Tuesday, 27 September 2016
Last updated 19 hours ago
Mar 14 2011 | 2:51pm ET
The insider-trading trial of Galleon Group founder Raj Rajaratnam resumed today as the first of the government's star witnesses girded for cross examination.
Anil Kumar, a former director at consultancy McKinsey & Co., was to continue his testimony this morning. During his first stint on the stand on Thursday, Kumar testified that Rajaratnam, a friend from business school, had paid him nearly $3 million in exchange for confidential information about McKinsey clients.
On Thursday, Kumar, who has pleaded guilty in the case and is cooperating with prosecutors, said he tipped Rajaratnam off about Advanced Micro Devices, and jurors heard a tape—one of the thousands of wiretaps at the heart of the case—of Rajaratnam and Kumar discussing an AMD transaction.
"You cannot go wrong," Kumar is heard to say.
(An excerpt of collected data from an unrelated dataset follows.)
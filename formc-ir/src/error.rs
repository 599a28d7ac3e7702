use ariadne::Fmt;
use formc_attrs::ErrorKind;
use formc_error::EXPR;

/// An edge was added to a node that is not in the graph.
#[derive(Debug, Clone, ErrorKind, PartialEq)]
#[error(
    message = format!("cannot add an edge to unknown node #{}", self.node),
    labels = ["this edge"],
    help = "add both endpoints with `add_node` before connecting them",
)]
pub struct UnknownNode {
    /// The index of the missing node.
    pub node: usize,
}

/// The root of an expression is of a kind excluded from enumeration.
#[derive(Debug, Clone, ErrorKind, PartialEq)]
#[error(
    message = format!("the root expression is a `{}` node, which is excluded from the graph", self.kind),
    labels = ["this expression"],
)]
pub struct RootExcluded {
    /// The kind of the root.
    pub kind: &'static str,
}

/// The graph has no target node.
#[derive(Debug, Clone, ErrorKind, PartialEq)]
#[error(message = "the expression graph has no target node", labels = [""])]
pub struct NoTarget;

/// An operand of a node was never assigned a node index.
#[derive(Debug, Clone, ErrorKind, PartialEq)]
#[error(
    message = format!("operand `{}` is not a node of the graph", (&self.operand).fg(EXPR)),
    labels = ["while numbering this expression"],
    help = "build the graph with `build_graph_vertices` so every operand is enumerated",
)]
pub struct UnindexedOperand {
    /// The rendering of the operand.
    pub operand: String,
}

/// The scalar plan of a node references an operand component that has no symbol.
#[derive(Debug, Clone, ErrorKind, PartialEq)]
#[error(
    message = format!("operand #{} has no symbol for component #{}", self.operand, self.component),
    labels = ["while numbering this expression"],
)]
pub struct MissingOperandComponent {
    /// The position of the operand.
    pub operand: usize,

    /// The position of the component.
    pub component: usize,
}

/// The number of scalar expressions built for a node is not its number of symbols.
#[derive(Debug, Clone, ErrorKind, PartialEq)]
#[error(
    message = format!("expected {} scalar expressions, but {} were built", self.expected, self.given),
    labels = ["while rebuilding this expression"],
    note = "every scalar component of a node must map to exactly one symbol",
)]
pub struct ArityMismatch {
    /// The number of symbols of the node.
    pub expected: usize,

    /// The number of scalar expressions built.
    pub given: usize,
}

/// A filled slot of the symbol table was written again without being an alias.
#[derive(Debug, Clone, ErrorKind, PartialEq)]
#[error(
    message = format!("symbol s{} was already built", self.symbol),
    labels = ["while rebuilding this expression"],
    note = "a symbol may only be built again by a symmetric component of the same node",
)]
pub struct SymbolConflict {
    /// The symbol whose slot was overwritten.
    pub symbol: usize,
}

/// The target of the graph is not a single scalar.
#[derive(Debug, Clone, ErrorKind, PartialEq)]
#[error(
    message = format!("the target expression has {} scalar components, but must have exactly one", self.symbols),
    labels = ["this expression"],
    help = "index the expression down to a scalar before building its scalar graph",
)]
pub struct NonScalarTarget {
    /// The number of symbols of the target.
    pub symbols: usize,
}

/// A symbol was read before any node built its scalar expression.
#[derive(Debug, Clone, ErrorKind, PartialEq)]
#[error(
    message = format!("symbol s{} was used before it was built", self.symbol),
    labels = ["while rebuilding this expression"],
)]
pub struct UnfilledSymbol {
    /// The symbol that was read.
    pub symbol: usize,
}

/// A scalar operation reached during reconstruction was never assigned a symbol.
#[derive(Debug, Clone, ErrorKind, PartialEq)]
#[error(
    message = format!("no symbol was assigned to `{}` applied to ({})", self.op, self.args),
    labels = ["while rebuilding this expression"],
    help = "rebuild with the same value numberer that numbered the graph",
)]
pub struct UnnumberedOperation {
    /// The scalar operator.
    pub op: &'static str,

    /// The symbols of the arguments.
    pub args: String,
}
Today, Kumar is expected to talk more about AMD, as well as transactions involving Business Objects SA, Cisco Systems, EBay Inc., Samsung Electronics and Spansion Inc. But the fireworks will really start when prosecutors finish with him and the defense gets its first shot at one of the people it says are lying to "save their own skins."
In his opening statement last week, Rajaratnam lawyer John Dowd warned jurors about the "monstrous lie" Kumar would tell on the stand. The payments he received—and, as Dowd pointed out, "hid" in an overseas shell company and "failed to report" to the Internal Revenue Service—were merely "honest payments," "consulting fees for his advice in the Indian and South Asian investment markets."
"He is trying to pass the blame to Raj in order to get a free pass from the government," Dowd alleged, asking, if Kumar was Rajaratnam's "mole" inside of McKinsey, why would Rajaratnam have hired him away from the consulting firm. And, if Kumar had a pipeline of confidential information, why did he do so badly during his two years as a portfolio manager at Galleon?
On the stand last week, Kumar said his deal with prosecutors requires him to tell the truth, and that if he doesn't, the leniency promised him would not come.
"That would be a very big mess," he said.